(Data extracted from a collection)
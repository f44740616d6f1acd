use std::thread;

use adstudio_contracts::aspect::AspectRatio;
use adstudio_contracts::geometry::{BorderInsets, CropRect, OutputDimensions};
use image::RgbaImage;
use serde::Serialize;

use crate::borders::detect_borders;
use crate::config::NormalizeConfig;
use crate::crop::{compute_crop_rect, significant_insets};
use crate::dimensions::compute_output_dimensions;
use crate::error::NormalizeError;
use crate::raster::{decode_data_url, decode_rgba, encode_data_url, encode_png, resample, PNG_MIME};

/// Geometry decided for one image before any pixels are resampled.
#[derive(Debug, Clone, PartialEq, Serialize)]
pub struct NormalizationPlan {
    pub source_width: u32,
    pub source_height: u32,
    /// Raw detector output.
    pub insets: BorderInsets,
    /// Insets after the significance cutoff; zero when ignored.
    pub insets_applied: BorderInsets,
    pub crop: CropRect,
    pub output: OutputDimensions,
    pub aspect_ratio: AspectRatio,
}

#[derive(Debug, Clone)]
pub struct Normalized {
    pub bytes: Vec<u8>,
    pub plan: NormalizationPlan,
}

#[derive(Debug, Clone, PartialEq)]
pub enum NormalizeOutcome {
    Bypassed,
    Normalized(NormalizationPlan),
    FellBack(String),
}

/// Result of [`Normalizer::normalize_or_original`]: always carries usable bytes.
#[derive(Debug, Clone)]
pub struct BestEffort {
    pub bytes: Vec<u8>,
    pub outcome: NormalizeOutcome,
}

#[derive(Debug, Clone, Default)]
pub struct Normalizer {
    config: NormalizeConfig,
}

impl Normalizer {
    pub fn new(config: NormalizeConfig) -> Self {
        Self { config }
    }

    pub fn config(&self) -> &NormalizeConfig {
        &self.config
    }

    /// Geometry for `image` at `target`, or `None` when `target` is Auto.
    pub fn plan(
        &self,
        image: &RgbaImage,
        target: &AspectRatio,
    ) -> Result<Option<NormalizationPlan>, NormalizeError> {
        let Some(ratio) = target.value() else {
            return Ok(None);
        };
        let (width, height) = image.dimensions();
        let insets = detect_borders(image, &self.config);
        let insets_applied = significant_insets(width, height, &insets, &self.config);
        let crop = compute_crop_rect(width, height, &insets, target, &self.config);
        let output = compute_output_dimensions(ratio, &self.config)?;
        log::debug!(
            "plan {width}x{height} -> {target}: insets {insets:?}, crop {crop:?}, output {}x{}",
            output.width,
            output.height
        );
        Ok(Some(NormalizationPlan {
            source_width: width,
            source_height: height,
            insets,
            insets_applied,
            crop,
            output,
            aspect_ratio: *target,
        }))
    }

    /// Crops and resizes a decoded image; Auto returns a copy of the input.
    pub fn normalize_image(
        &self,
        image: &RgbaImage,
        target: &AspectRatio,
    ) -> Result<RgbaImage, NormalizeError> {
        match self.plan(image, target)? {
            Some(plan) => self.render(image, &plan),
            None => Ok(image.clone()),
        }
    }

    /// Encoded image in, PNG out. Auto returns `encoded` untouched without
    /// decoding it.
    pub fn normalize(&self, encoded: &[u8], target: &str) -> Result<Vec<u8>, NormalizeError> {
        let target = AspectRatio::parse(target)?;
        if target.is_auto() {
            return Ok(encoded.to_vec());
        }
        Ok(self.normalize_detailed(encoded, &target)?.bytes)
    }

    pub fn normalize_detailed(
        &self,
        encoded: &[u8],
        target: &AspectRatio,
    ) -> Result<Normalized, NormalizeError> {
        let image = decode_rgba(encoded, &self.config)?;
        let plan = match self.plan(&image, target)? {
            Some(plan) => plan,
            None => {
                // Auto still yields a plan so callers can report the source size.
                let (width, height) = image.dimensions();
                return Ok(Normalized {
                    bytes: encoded.to_vec(),
                    plan: NormalizationPlan {
                        source_width: width,
                        source_height: height,
                        insets: BorderInsets::ZERO,
                        insets_applied: BorderInsets::ZERO,
                        crop: CropRect::full(width, height),
                        output: OutputDimensions { width, height },
                        aspect_ratio: *target,
                    },
                });
            }
        };
        let canvas = self.render(&image, &plan)?;
        let bytes = encode_png(&canvas)?;
        log::info!(
            "normalized {}x{} to {}x{} ({} bytes)",
            plan.source_width,
            plan.source_height,
            plan.output.width,
            plan.output.height,
            bytes.len()
        );
        Ok(Normalized { bytes, plan })
    }

    /// Same as [`Normalizer::normalize`] for `data:` URIs; the result is
    /// always `image/png` unless `target` is Auto.
    pub fn normalize_data_url(
        &self,
        data_url: &str,
        target: &str,
    ) -> Result<String, NormalizeError> {
        let target = AspectRatio::parse(target)?;
        if target.is_auto() {
            return Ok(data_url.to_string());
        }
        let decoded = decode_data_url(data_url)?;
        let normalized = self.normalize_detailed(&decoded.bytes, &target)?;
        Ok(encode_data_url(PNG_MIME, &normalized.bytes))
    }

    /// Never fails: an unsupported ratio behaves like Auto and any pipeline
    /// error hands back the original bytes.
    pub fn normalize_or_original(&self, encoded: &[u8], target: &str) -> BestEffort {
        let target = match AspectRatio::parse(target) {
            Ok(target) => target,
            Err(err) => {
                log::warn!("{err}; keeping the source image");
                return BestEffort {
                    bytes: encoded.to_vec(),
                    outcome: NormalizeOutcome::Bypassed,
                };
            }
        };
        if target.is_auto() {
            return BestEffort {
                bytes: encoded.to_vec(),
                outcome: NormalizeOutcome::Bypassed,
            };
        }
        match self.normalize_detailed(encoded, &target) {
            Ok(normalized) => BestEffort {
                bytes: normalized.bytes,
                outcome: NormalizeOutcome::Normalized(normalized.plan),
            },
            Err(err) => {
                log::warn!("normalization to {target} failed, using original: {err}");
                BestEffort {
                    bytes: encoded.to_vec(),
                    outcome: NormalizeOutcome::FellBack(err.to_string()),
                }
            }
        }
    }

    /// Normalizes independent images on scoped threads. Results keep input
    /// order.
    pub fn normalize_batch(&self, inputs: &[Vec<u8>], target: &str) -> Vec<BestEffort> {
        thread::scope(|scope| {
            let handles: Vec<_> = inputs
                .iter()
                .map(|encoded| scope.spawn(move || self.normalize_or_original(encoded, target)))
                .collect();
            handles
                .into_iter()
                .zip(inputs)
                .map(|(handle, encoded)| {
                    handle.join().unwrap_or_else(|_| BestEffort {
                        bytes: encoded.clone(),
                        outcome: NormalizeOutcome::FellBack("worker panicked".to_string()),
                    })
                })
                .collect()
        })
    }

    fn render(
        &self,
        image: &RgbaImage,
        plan: &NormalizationPlan,
    ) -> Result<RgbaImage, NormalizeError> {
        resample(image, &plan.crop, plan.output, self.config.resample_filter)
    }
}
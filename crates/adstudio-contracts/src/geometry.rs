use serde::{Deserialize, Serialize};

/// Thickness in pixels of the uniform light band found along each edge.
#[derive(Debug, Clone, Copy, PartialEq, Eq, Default, Serialize, Deserialize)]
pub struct BorderInsets {
    pub top: u32,
    pub bottom: u32,
    pub left: u32,
    pub right: u32,
}

impl BorderInsets {
    pub const ZERO: Self = Self {
        top: 0,
        bottom: 0,
        left: 0,
        right: 0,
    };

    pub fn is_zero(&self) -> bool {
        *self == Self::ZERO
    }

    /// Zeroes any axis whose pair of insets would swallow the whole axis.
    pub fn clamped_to(self, width: u32, height: u32) -> Self {
        let mut out = self;
        if u64::from(out.top) + u64::from(out.bottom) >= u64::from(height) {
            out.top = 0;
            out.bottom = 0;
        }
        if u64::from(out.left) + u64::from(out.right) >= u64::from(width) {
            out.left = 0;
            out.right = 0;
        }
        out
    }
}

/// Source region to sample, in fractional pixel coordinates.
#[derive(Debug, Clone, Copy, PartialEq, Serialize, Deserialize)]
pub struct CropRect {
    pub x: f64,
    pub y: f64,
    pub width: f64,
    pub height: f64,
}

impl CropRect {
    pub fn full(width: u32, height: u32) -> Self {
        Self {
            x: 0.0,
            y: 0.0,
            width: width as f64,
            height: height as f64,
        }
    }

    pub fn aspect(&self) -> f64 {
        self.width / self.height
    }

    pub fn fits_within(&self, width: u32, height: u32) -> bool {
        const EPS: f64 = 1e-6;
        self.x >= -EPS
            && self.y >= -EPS
            && self.width > 0.0
            && self.height > 0.0
            && self.x + self.width <= width as f64 + EPS
            && self.y + self.height <= height as f64 + EPS
    }
}

#[derive(Debug, Clone, Copy, PartialEq, Eq, Serialize, Deserialize)]
pub struct OutputDimensions {
    pub width: u32,
    pub height: u32,
}

impl OutputDimensions {
    pub fn aspect(&self) -> f64 {
        self.width as f64 / self.height as f64
    }

    pub fn longer_side(&self) -> u32 {
        self.width.max(self.height)
    }

    pub fn shorter_side(&self) -> u32 {
        self.width.min(self.height)
    }
}
use adstudio_contracts::events::{EventPayload, EventWriter};
use adstudio_contracts::geometry::{CropRect, OutputDimensions};
use adstudio_contracts::upscale::{upscale_dimensions, QuotaLedger, QuotaStatus, UpscaleScale};
use anyhow::{Context, Result};
use serde_json::{json, Value};

use crate::config::{non_empty_env, NormalizeConfig, ResampleFilter};
use crate::error::{NormalizeError, UpscaleError};
use crate::generate::{GeneratedImage, InlineImage};
use crate::raster::{decode_rgba, encode_png, probe_dimensions, resample, PNG_MIME};

#[derive(Debug, Clone, Copy, PartialEq, Eq)]
pub struct UpscaleOptions {
    pub scale: UpscaleScale,
    pub target_width: Option<u32>,
    pub target_height: Option<u32>,
}

impl UpscaleOptions {
    pub fn scale(scale: UpscaleScale) -> Self {
        Self {
            scale,
            target_width: None,
            target_height: None,
        }
    }

    /// Explicit targets win; a missing one falls back to `scale` times the source.
    pub fn target_for(&self, width: u32, height: u32) -> OutputDimensions {
        let scaled = upscale_dimensions(width, height, self.scale);
        OutputDimensions {
            width: self.target_width.filter(|w| *w > 0).unwrap_or(scaled.width),
            height: self.target_height.filter(|h| *h > 0).unwrap_or(scaled.height),
        }
    }
}

pub trait Upscaler: Send + Sync {
    fn name(&self) -> &str;
    fn upscale(&self, image: &InlineImage, target: OutputDimensions) -> Result<InlineImage>;
}

/// Local upscaler for offline runs: Lanczos resampling of the whole frame.
#[derive(Debug, Clone, Copy)]
pub struct ResampleUpscaler {
    pub max_pixels: u64,
}

impl Default for ResampleUpscaler {
    fn default() -> Self {
        Self {
            max_pixels: 128_000_000,
        }
    }
}

impl Upscaler for ResampleUpscaler {
    fn name(&self) -> &str {
        "resample"
    }

    fn upscale(&self, image: &InlineImage, target: OutputDimensions) -> Result<InlineImage> {
        let pixels = u64::from(target.width) * u64::from(target.height);
        if pixels > self.max_pixels {
            return Err(NormalizeError::ResourceLimit(format!(
                "upscale target {}x{} exceeds {} pixels",
                target.width, target.height, self.max_pixels
            ))
            .into());
        }
        let config = NormalizeConfig::default();
        let source = decode_rgba(&image.bytes, &config)?;
        let (width, height) = source.dimensions();
        let canvas = resample(
            &source,
            &CropRect::full(width, height),
            target,
            ResampleFilter::Lanczos3,
        )?;
        Ok(InlineImage::new(PNG_MIME, encode_png(&canvas)?))
    }
}

/// Enabled unless `ADSTUDIO_ENABLE_UPSCALING` is set to something other
/// than `true`.
pub fn upscaling_enabled_from_env() -> bool {
    non_empty_env("ADSTUDIO_ENABLE_UPSCALING")
        .map(|raw| raw.eq_ignore_ascii_case("true"))
        .unwrap_or(true)
}

#[derive(Debug, Clone)]
pub struct Upscaled {
    pub data_url: String,
    pub original_data_url: String,
    pub dimensions: OutputDimensions,
    pub quota: QuotaStatus,
}

/// Gatekeeper around an [`Upscaler`]: feature switch, monthly quota and
/// event logging.
pub struct UpscaleService<U: Upscaler> {
    upscaler: U,
    ledger: QuotaLedger,
    enabled: bool,
    events: EventWriter,
}

impl<U: Upscaler> UpscaleService<U> {
    pub fn new(upscaler: U, ledger: QuotaLedger, enabled: bool, events: EventWriter) -> Self {
        Self {
            upscaler,
            ledger,
            enabled,
            events,
        }
    }

    pub fn is_enabled(&self) -> bool {
        self.enabled
    }

    pub fn quota(&self) -> QuotaStatus {
        self.ledger.status()
    }

    pub fn upscale_data_url(&self, data_url: &str, options: &UpscaleOptions) -> Result<Upscaled> {
        if !self.enabled {
            return Err(UpscaleError::Disabled.into());
        }
        let quota = self.ledger.status();
        if quota.is_exhausted() {
            return Err(UpscaleError::QuotaExhausted {
                used: quota.used,
                total: quota.total,
            }
            .into());
        }

        let source = InlineImage::from_data_url(data_url)?;
        let (width, height) = probe_dimensions(&source.bytes)?;
        let target = options.target_for(width, height);
        log::info!(
            "upscaling {width}x{height} to {}x{} with {}",
            target.width,
            target.height,
            self.upscaler.name()
        );
        let upscaled = self
            .upscaler
            .upscale(&source, target)
            .with_context(|| format!("{} upscale failed", self.upscaler.name()))?;
        let quota = self
            .ledger
            .record_use()
            .context("failed to record upscale quota usage")?;

        self.emit(json!({
            "upscaler": self.upscaler.name(),
            "source": [width, height],
            "target": [target.width, target.height],
            "quota_remaining": quota.remaining,
        }));
        Ok(Upscaled {
            data_url: upscaled.to_data_url(),
            original_data_url: data_url.to_string(),
            dimensions: target,
            quota,
        })
    }

    /// Upscales `image` in place of its current data URL, keeping the first
    /// pre-upscale version for comparison.
    pub fn upscale_image(
        &self,
        image: &GeneratedImage,
        options: &UpscaleOptions,
    ) -> Result<GeneratedImage> {
        let upscaled = self.upscale_data_url(&image.image_data_url, options)?;
        let mut out = image.clone();
        out.original_image_data_url = image
            .original_image_data_url
            .clone()
            .or(Some(upscaled.original_data_url));
        out.image_data_url = upscaled.data_url;
        Ok(out)
    }

    fn emit(&self, payload: Value) {
        let payload: EventPayload = match payload {
            Value::Object(map) => map,
            _ => EventPayload::new(),
        };
        if let Err(err) = self.events.emit("upscale_finished", payload) {
            log::warn!("failed to record upscale_finished event: {err:#}");
        }
    }
}

#[cfg(test)]
mod tests {
    use adstudio_contracts::events::EventWriter;
    use adstudio_contracts::geometry::OutputDimensions;
    use adstudio_contracts::upscale::{QuotaLedger, UpscaleScale};
    use anyhow::{anyhow, Result};
    use image::{Rgba, RgbaImage};

    use super::{ResampleUpscaler, UpscaleOptions, UpscaleService, Upscaler};
    use crate::error::UpscaleError;
    use crate::generate::InlineImage;
    use crate::raster::{decode_data_url, encode_data_url, encode_png, probe_dimensions};

    struct Failing;

    impl Upscaler for Failing {
        fn name(&self) -> &str {
            "failing"
        }

        fn upscale(&self, _: &InlineImage, _: OutputDimensions) -> Result<InlineImage> {
            Err(anyhow!("Invalid ClipDrop API key."))
        }
    }

    fn source_url(width: u32, height: u32) -> String {
        let image = RgbaImage::from_pixel(width, height, Rgba([10, 120, 200, 255]));
        encode_data_url("image/png", &encode_png(&image).unwrap())
    }

    #[test]
    fn explicit_targets_override_scale() {
        let options = UpscaleOptions {
            scale: UpscaleScale::X4,
            target_width: Some(500),
            target_height: None,
        };
        assert_eq!(
            options.target_for(100, 50),
            OutputDimensions {
                width: 500,
                height: 200
            }
        );
    }

    #[test]
    fn successful_upscale_records_quota_and_keeps_original() -> Result<()> {
        let dir = tempfile::tempdir()?;
        let ledger = QuotaLedger::new(dir.path().join("quota.json"), 100);
        let service = UpscaleService::new(
            ResampleUpscaler::default(),
            ledger,
            true,
            EventWriter::disabled("test"),
        );
        let original = source_url(30, 20);
        let upscaled =
            service.upscale_data_url(&original, &UpscaleOptions::scale(UpscaleScale::X2))?;

        assert_eq!(upscaled.original_data_url, original);
        assert_eq!(upscaled.quota.used, 1);
        assert_eq!(upscaled.quota.remaining, 99);
        let bytes = decode_data_url(&upscaled.data_url)?.bytes;
        assert_eq!(probe_dimensions(&bytes)?, (60, 40));
        Ok(())
    }

    #[test]
    fn failed_upscale_does_not_consume_quota() -> Result<()> {
        let dir = tempfile::tempdir()?;
        let ledger = QuotaLedger::new(dir.path().join("quota.json"), 100);
        let service = UpscaleService::new(Failing, ledger, true, EventWriter::disabled("test"));
        assert!(service
            .upscale_data_url(&source_url(4, 4), &UpscaleOptions::scale(UpscaleScale::X2))
            .is_err());
        assert_eq!(service.quota().used, 0);
        Ok(())
    }

    #[test]
    fn exhausted_quota_is_refused() -> Result<()> {
        let dir = tempfile::tempdir()?;
        let ledger = QuotaLedger::new(dir.path().join("quota.json"), 1);
        ledger.record_use()?;
        let service = UpscaleService::new(
            ResampleUpscaler::default(),
            ledger,
            true,
            EventWriter::disabled("test"),
        );
        let err = service
            .upscale_data_url(&source_url(4, 4), &UpscaleOptions::scale(UpscaleScale::X2))
            .err()
            .ok_or_else(|| anyhow!("expected quota error"))?;
        assert!(matches!(
            err.downcast_ref::<UpscaleError>(),
            Some(UpscaleError::QuotaExhausted { used: 1, total: 1 })
        ));
        Ok(())
    }

    #[test]
    fn disabled_service_refuses() -> Result<()> {
        let dir = tempfile::tempdir()?;
        let service = UpscaleService::new(
            ResampleUpscaler::default(),
            QuotaLedger::new(dir.path().join("quota.json"), 100),
            false,
            EventWriter::disabled("test"),
        );
        let err = service
            .upscale_data_url(&source_url(4, 4), &UpscaleOptions::scale(UpscaleScale::X4))
            .err()
            .ok_or_else(|| anyhow!("expected disabled error"))?;
        assert!(matches!(err.downcast_ref::<UpscaleError>(), Some(UpscaleError::Disabled)));
        Ok(())
    }

    #[test]
    fn resample_upscaler_refuses_oversized_targets() {
        let upscaler = ResampleUpscaler { max_pixels: 100 };
        let image = InlineImage::new("image/png", Vec::new());
        let target = OutputDimensions {
            width: 20,
            height: 20,
        };
        assert!(upscaler.upscale(&image, target).is_err());
    }
}
//! Image normalization for generated ad creatives, plus the generation and
//! upscale services that wrap it.
//!
//! The core entry point is [`normalize`]: strip near-white letterbox bands,
//! crop to the requested aspect ratio, and resample to a fixed-resolution PNG.

pub mod borders;
pub mod config;
pub mod crop;
pub mod dimensions;
pub mod dryrun;
pub mod enrich;
pub mod error;
pub mod generate;
pub mod pipeline;
pub mod raster;
pub mod retry;
pub mod upscale;

pub use config::{NormalizeConfig, ResampleFilter};
pub use dryrun::{DryrunAssistant, DryrunGenerator};
pub use enrich::{Assisted, PromptAssistant};
pub use error::{GenerationError, NormalizeError, UpscaleError};
pub use generate::{
    GeneratedImage, Generation, GenerationRequest, GenerationService, ImageGenerator, InlineImage,
    ProviderCall,
};
pub use pipeline::{BestEffort, NormalizationPlan, NormalizeOutcome, Normalized, Normalizer};
pub use retry::RetryPolicy;
pub use upscale::{ResampleUpscaler, UpscaleOptions, UpscaleService, Upscaled, Upscaler};

/// Normalizes `encoded` to `target` (`"Auto"` or `"W:H"`) with default settings.
pub fn normalize(encoded: &[u8], target: &str) -> Result<Vec<u8>, NormalizeError> {
    Normalizer::default().normalize(encoded, target)
}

▶ _What the task asks_
Provide only the count of lines in the records above that hold the word "expected".

▶ _Output below_
2